Systems Design Engineering, University of Waterloo, Waterloo, ON, Canada.
School of Public Health and Health Systems, University of Waterloo, Waterloo, ON, Canada.
Sci Rep. 2021 Mar 11;11(1):5688. doi: 10.1038/s41598-021-84869-4.
Machine Learning has made impressive advances in many applications akin to human cognition for discernment. However, success has been limited in the areas of relational datasets, particularly for data with low volume, imbalanced groups, and mislabeled cases, with outputs that typically lack transparency and interpretability. The difficulties arise from the subtle overlapping and entanglement of functional and statistical relations at the source level. Hence, we have developed Pattern Discovery and Disentanglement System (PDD), which is able to discover explicit patterns from the data with various sizes, imbalanced groups, and screen out anomalies. We present herein four case studies on biomedical datasets to substantiate the efficacy of PDD. It improves prediction accuracy and facilitates transparent interpretation of discovered knowledge in an explicit representation framework PDD Knowledge Base that links the sources, the patterns, and individual patients. Hence, PDD promises broad and ground-breaking applications in genomic and biomedical machine learning.

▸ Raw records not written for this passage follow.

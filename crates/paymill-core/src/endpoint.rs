//! # Endpoints
//!
//! Static description of the resources and operations the API exposes.
//! Each `(Resource, Operation)` pair maps to an HTTP method and a path
//! relative to the version prefix, e.g. `DELETE /clients/{id}`.

use crate::error::{PaymillError, PaymillResult};
use percent_encoding::{utf8_percent_encode, AsciiSet, CONTROLS};
use serde_json::Value;
use std::fmt;

/// HTTP verbs used by the API
#[derive(Debug, Clone, Copy, PartialEq, Eq)]
pub enum HttpMethod {
    Get,
    Post,
    Put,
    Delete,
}

impl HttpMethod {
    pub fn as_str(&self) -> &'static str {
        match self {
            HttpMethod::Get => "GET",
            HttpMethod::Post => "POST",
            HttpMethod::Put => "PUT",
            HttpMethod::Delete => "DELETE",
        }
    }

    /// Reads carry their parameters in the query string.
    pub fn is_read(&self) -> bool {
        matches!(self, HttpMethod::Get)
    }
}

impl fmt::Display for HttpMethod {
    fn fmt(&self, f: &mut fmt::Formatter<'_>) -> fmt::Result {
        f.write_str(self.as_str())
    }
}

/// API entity types
#[derive(Debug, Clone, Copy, PartialEq, Eq, Hash)]
pub enum Resource {
    Clients,
    Offers,
    Payments,
    Preauthorizations,
    Refunds,
    Subscriptions,
    Transactions,
    Webhooks,
}

impl Resource {
    pub const ALL: [Resource; 8] = [
        Resource::Clients,
        Resource::Offers,
        Resource::Payments,
        Resource::Preauthorizations,
        Resource::Refunds,
        Resource::Subscriptions,
        Resource::Transactions,
        Resource::Webhooks,
    ];

    /// Path segment of the collection
    pub fn as_str(&self) -> &'static str {
        match self {
            Resource::Clients => "clients",
            Resource::Offers => "offers",
            Resource::Payments => "payments",
            Resource::Preauthorizations => "preauthorizations",
            Resource::Refunds => "refunds",
            Resource::Subscriptions => "subscriptions",
            Resource::Transactions => "transactions",
            Resource::Webhooks => "webhooks",
        }
    }

    /// Name of the identifier argument, used in argument errors
    pub fn id_label(&self) -> &'static str {
        match self {
            Resource::Clients => "clientId",
            Resource::Offers => "offerId",
            Resource::Payments => "paymentId",
            Resource::Preauthorizations => "preauthorizationId",
            Resource::Refunds => "refundId",
            Resource::Subscriptions => "subscriptionId",
            Resource::Transactions => "transactionId",
            Resource::Webhooks => "webhookId",
        }
    }

    /// Operations this resource exposes
    pub fn operations(&self) -> &'static [Operation] {
        use Operation::*;
        match self {
            Resource::Clients | Resource::Offers | Resource::Subscriptions | Resource::Webhooks => {
                &[Create, List, Details, Update, Remove]
            }
            Resource::Payments | Resource::Preauthorizations => &[Create, List, Details, Remove],
            Resource::Refunds => &[Create, List, Details],
            Resource::Transactions => &[Create, List, Details, Update],
        }
    }

    pub fn supports(&self, operation: Operation) -> bool {
        self.operations().contains(&operation)
    }
}

impl fmt::Display for Resource {
    fn fmt(&self, f: &mut fmt::Formatter<'_>) -> fmt::Result {
        f.write_str(self.as_str())
    }
}

/// CRUD operations
#[derive(Debug, Clone, Copy, PartialEq, Eq, Hash)]
pub enum Operation {
    Create,
    List,
    Details,
    Update,
    Remove,
}

impl Operation {
    pub fn as_str(&self) -> &'static str {
        match self {
            Operation::Create => "create",
            Operation::List => "list",
            Operation::Details => "details",
            Operation::Update => "update",
            Operation::Remove => "remove",
        }
    }

    pub fn method(&self) -> HttpMethod {
        match self {
            Operation::Create => HttpMethod::Post,
            Operation::List | Operation::Details => HttpMethod::Get,
            Operation::Update => HttpMethod::Put,
            Operation::Remove => HttpMethod::Delete,
        }
    }
}

/// A supported `(resource, operation)` pair
#[derive(Debug, Clone, Copy, PartialEq, Eq)]
pub struct Endpoint {
    resource: Resource,
    operation: Operation,
}

impl Endpoint {
    pub fn new(resource: Resource, operation: Operation) -> PaymillResult<Self> {
        if !resource.supports(operation) {
            return Err(PaymillError::UnsupportedOperation {
                resource: resource.as_str(),
                operation: operation.as_str(),
            });
        }
        Ok(Self {
            resource,
            operation,
        })
    }

    pub fn resource(&self) -> Resource {
        self.resource
    }

    pub fn operation(&self) -> Operation {
        self.operation
    }

    pub fn method(&self) -> HttpMethod {
        self.operation.method()
    }

    /// Refunds are created against the transaction they refund.
    pub fn requires_id(&self) -> bool {
        match self.operation {
            Operation::Details | Operation::Update | Operation::Remove => true,
            Operation::Create => self.resource == Resource::Refunds,
            Operation::List => false,
        }
    }

    pub fn id_label(&self) -> &'static str {
        match (self.resource, self.operation) {
            (Resource::Refunds, Operation::Create) => Resource::Transactions.id_label(),
            (resource, _) => resource.id_label(),
        }
    }

    /// Path below the version prefix, with a validated identifier when needed.
    ///
    /// The identifier is percent-encoded as a single path segment.
    pub fn path(&self, id: Option<&str>) -> PaymillResult<String> {
        let base = format!("/{}", self.resource.as_str());
        if !self.requires_id() {
            return Ok(base);
        }
        let label = self.id_label();
        let id = id.ok_or_else(|| PaymillError::invalid_argument(label, ", got nothing"))?;
        validate_id(id, label)?;
        Ok(format!("{}/{}", base, encode_segment(id)))
    }
}

// Characters that would end or corrupt a path segment.
const PATH_SEGMENT: &AsciiSet = &CONTROLS
    .add(b' ')
    .add(b'"')
    .add(b'#')
    .add(b'%')
    .add(b'/')
    .add(b'<')
    .add(b'>')
    .add(b'?')
    .add(b'[')
    .add(b'\\')
    .add(b']')
    .add(b'^')
    .add(b'`')
    .add(b'{')
    .add(b'|')
    .add(b'}');

/// Percent-encode an identifier for use as one path segment.
pub fn encode_segment(id: &str) -> String {
    utf8_percent_encode(id, PATH_SEGMENT).to_string()
}

/// Reject identifiers that cannot name an entity.
///
/// Any non-empty string is accepted; `encode_segment` makes it path-safe.
pub fn validate_id(id: &str, label: &'static str) -> PaymillResult<()> {
    if id.is_empty() {
        return Err(PaymillError::invalid_argument(label, ", got an empty string"));
    }
    Ok(())
}

/// Read an identifier out of dynamic JSON input.
///
/// Anything but a JSON string is an argument error labelled with `label`.
pub fn require_id<'a>(value: &'a Value, label: &'static str) -> PaymillResult<&'a str> {
    match value {
        Value::String(id) => {
            validate_id(id, label)?;
            Ok(id)
        }
        Value::Null => Err(PaymillError::invalid_argument(label, ", got null")),
        other => Err(PaymillError::invalid_argument(
            label,
            format!(", got {}", other),
        )),
    }
}
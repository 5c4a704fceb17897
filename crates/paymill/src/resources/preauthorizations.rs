//! Preauthorizations: amounts reserved on a card for a later transaction.

use super::ResourceApi;
use crate::client::{ApiCall, Paymill};
use paymill_core::{Params, PaymillResult, Resource};

pub struct Preauthorizations<'a> {
    api: ResourceApi<'a>,
}

impl<'a> Preauthorizations<'a> {
    pub(crate) fn new(client: &'a Paymill) -> Self {
        Self {
            api: ResourceApi::new(client, Resource::Preauthorizations),
        }
    }

    pub fn create(&self, preauthorization: impl Into<Params>) -> PaymillResult<ApiCall> {
        self.api.create(preauthorization.into())
    }

    pub fn list(&self, filter: impl Into<Params>) -> PaymillResult<ApiCall> {
        self.api.list(filter.into())
    }

    pub fn details(&self, preauthorization_id: &str) -> PaymillResult<ApiCall> {
        self.api.details(preauthorization_id)
    }

    /// Release the reserved amount.
    pub fn remove(&self, preauthorization_id: &str) -> PaymillResult<ApiCall> {
        self.api.remove(preauthorization_id, Params::new())
    }
}

#[cfg(test)]
mod tests {
    use crate::resources::test_client;
    use paymill_core::{HttpMethod, Params, PaymillError};

    #[test]
    fn test_preauthorization_calls() {
        let paymill = test_client();
        let preauths = paymill.preauthorizations();

        let create = preauths
            .create(Params::new().with("token", "tok_1").with("amount", 4200).with("currency", "EUR"))
            .unwrap();
        assert_eq!(create.request().method, HttpMethod::Post);
        assert_eq!(create.request().path, "/v2.1/preauthorizations");

        let details = preauths.details("preauth_31eb90495837447f76b7").unwrap();
        assert_eq!(details.request().method, HttpMethod::Get);

        let err = preauths.remove("").unwrap_err();
        assert!(matches!(
            err,
            PaymillError::InvalidArgument { label: "preauthorizationId", .. }
        ));
    }
}
//! Transactions: charges against a payment, token or preauthorization.
//!
//! A successful HTTP status does not mean the charge went through; check the
//! `response_code` of the returned transaction with
//! `paymill_core::is_success_code`.

use super::ResourceApi;
use crate::client::{ApiCall, Paymill};
use paymill_core::{Params, PaymillResult, Resource};

pub struct Transactions<'a> {
    api: ResourceApi<'a>,
}

impl<'a> Transactions<'a> {
    pub(crate) fn new(client: &'a Paymill) -> Self {
        Self {
            api: ResourceApi::new(client, Resource::Transactions),
        }
    }

    /// Charge `amount` in `currency` against a `token`, `payment` or
    /// `preauthorization`.
    pub fn create(&self, transaction: impl Into<Params>) -> PaymillResult<ApiCall> {
        self.api.create(transaction.into())
    }

    pub fn list(&self, filter: impl Into<Params>) -> PaymillResult<ApiCall> {
        self.api.list(filter.into())
    }

    pub fn details(&self, transaction_id: &str) -> PaymillResult<ApiCall> {
        self.api.details(transaction_id)
    }

    /// Only the description can be changed.
    pub fn update(&self, transaction_id: &str, changes: impl Into<Params>) -> PaymillResult<ApiCall> {
        self.api.update(transaction_id, changes.into())
    }
}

机器学习在许多类似于人类认知的应用中取得了令人瞩目的进展,能够进行识别。然而,在关系型数据集方面,特别是在数据量少、不均衡群体和标记错误的情况下,其成功受到了限制,输出结果通常缺乏透明度和可解释性。这些困难源于源级别功能和统计关系的微妙重叠和纠缠。因此,我们开发了模式发现和分解系统(PDD),它能够从各种大小、不均衡群体的数据中发现显式模式,并筛选出异常值。我们在此介绍了四个关于生物医学数据集的案例研究,以证实 PDD 的功效。它提高了预测准确性,并在一个显式表示框架 PDD 知识库中促进了发现知识的透明解释,该知识库将源、模式和个体患者联系起来。因此,PDD 有望在基因组学和生物医学机器学习中得到广泛而突破性的应用。